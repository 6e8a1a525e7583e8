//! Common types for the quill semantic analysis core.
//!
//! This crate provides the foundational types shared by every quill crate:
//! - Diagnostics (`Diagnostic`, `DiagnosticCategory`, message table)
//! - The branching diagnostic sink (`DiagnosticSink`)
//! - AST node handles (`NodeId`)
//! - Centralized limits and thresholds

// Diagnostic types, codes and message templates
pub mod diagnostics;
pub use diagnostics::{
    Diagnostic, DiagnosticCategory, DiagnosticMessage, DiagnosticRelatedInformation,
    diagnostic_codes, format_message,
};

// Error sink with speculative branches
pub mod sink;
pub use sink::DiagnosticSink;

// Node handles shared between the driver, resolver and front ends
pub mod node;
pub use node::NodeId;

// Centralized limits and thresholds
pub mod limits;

= = = = = = =

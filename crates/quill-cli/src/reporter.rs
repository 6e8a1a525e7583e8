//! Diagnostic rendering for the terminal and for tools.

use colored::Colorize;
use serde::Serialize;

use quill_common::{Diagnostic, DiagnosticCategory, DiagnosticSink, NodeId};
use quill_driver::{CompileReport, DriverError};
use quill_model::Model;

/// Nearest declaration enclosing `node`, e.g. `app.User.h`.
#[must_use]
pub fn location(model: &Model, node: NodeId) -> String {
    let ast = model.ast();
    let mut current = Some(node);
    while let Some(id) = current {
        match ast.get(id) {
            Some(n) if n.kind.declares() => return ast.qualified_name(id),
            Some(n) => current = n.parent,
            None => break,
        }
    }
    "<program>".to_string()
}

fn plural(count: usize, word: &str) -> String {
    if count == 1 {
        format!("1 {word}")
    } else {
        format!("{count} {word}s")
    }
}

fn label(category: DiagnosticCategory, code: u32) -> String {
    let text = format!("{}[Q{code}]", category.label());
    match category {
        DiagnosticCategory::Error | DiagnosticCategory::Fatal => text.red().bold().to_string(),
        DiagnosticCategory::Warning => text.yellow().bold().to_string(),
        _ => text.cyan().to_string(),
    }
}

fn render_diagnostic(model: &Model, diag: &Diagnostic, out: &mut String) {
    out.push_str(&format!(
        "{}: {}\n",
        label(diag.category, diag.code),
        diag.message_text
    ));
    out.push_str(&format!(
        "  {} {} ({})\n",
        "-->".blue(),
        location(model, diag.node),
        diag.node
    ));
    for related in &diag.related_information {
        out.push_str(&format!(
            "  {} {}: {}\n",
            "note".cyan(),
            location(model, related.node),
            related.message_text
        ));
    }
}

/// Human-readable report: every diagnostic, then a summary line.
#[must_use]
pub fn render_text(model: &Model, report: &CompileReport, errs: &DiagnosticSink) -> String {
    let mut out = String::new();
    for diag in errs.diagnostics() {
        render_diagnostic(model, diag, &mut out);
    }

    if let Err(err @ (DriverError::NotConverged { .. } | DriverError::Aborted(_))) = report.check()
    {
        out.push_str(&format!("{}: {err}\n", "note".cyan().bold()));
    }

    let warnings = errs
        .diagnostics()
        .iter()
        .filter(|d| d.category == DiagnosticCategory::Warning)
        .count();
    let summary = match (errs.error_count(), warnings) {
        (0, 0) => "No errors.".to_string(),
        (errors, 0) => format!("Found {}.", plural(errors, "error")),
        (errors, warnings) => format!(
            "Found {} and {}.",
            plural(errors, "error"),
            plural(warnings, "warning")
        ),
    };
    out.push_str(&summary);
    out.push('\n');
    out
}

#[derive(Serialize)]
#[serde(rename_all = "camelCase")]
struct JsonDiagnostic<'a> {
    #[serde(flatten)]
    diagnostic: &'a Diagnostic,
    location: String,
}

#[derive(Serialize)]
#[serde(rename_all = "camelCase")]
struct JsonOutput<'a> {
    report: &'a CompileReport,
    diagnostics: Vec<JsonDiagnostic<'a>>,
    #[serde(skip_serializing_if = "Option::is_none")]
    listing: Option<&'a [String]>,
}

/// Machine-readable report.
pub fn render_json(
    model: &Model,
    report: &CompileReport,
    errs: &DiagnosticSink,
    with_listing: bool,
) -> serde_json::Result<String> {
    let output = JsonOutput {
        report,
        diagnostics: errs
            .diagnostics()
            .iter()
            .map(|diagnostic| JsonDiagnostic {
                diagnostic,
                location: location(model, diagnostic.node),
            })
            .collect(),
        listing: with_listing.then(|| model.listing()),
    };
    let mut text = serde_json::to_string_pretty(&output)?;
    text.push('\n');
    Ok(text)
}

= = = = = = =

Could you retype exactly the lines above, starting at the line that contains "pub use sink::DiagnosticSink;" and ending at the line that contains "pub mod limits;", and nothing more?

• Finished task:
pub use sink::DiagnosticSink;

// Node handles shared between the driver, resolver and front ends
pub mod node;
pub use node::NodeId;

// Centralized limits and thresholds
pub mod limits;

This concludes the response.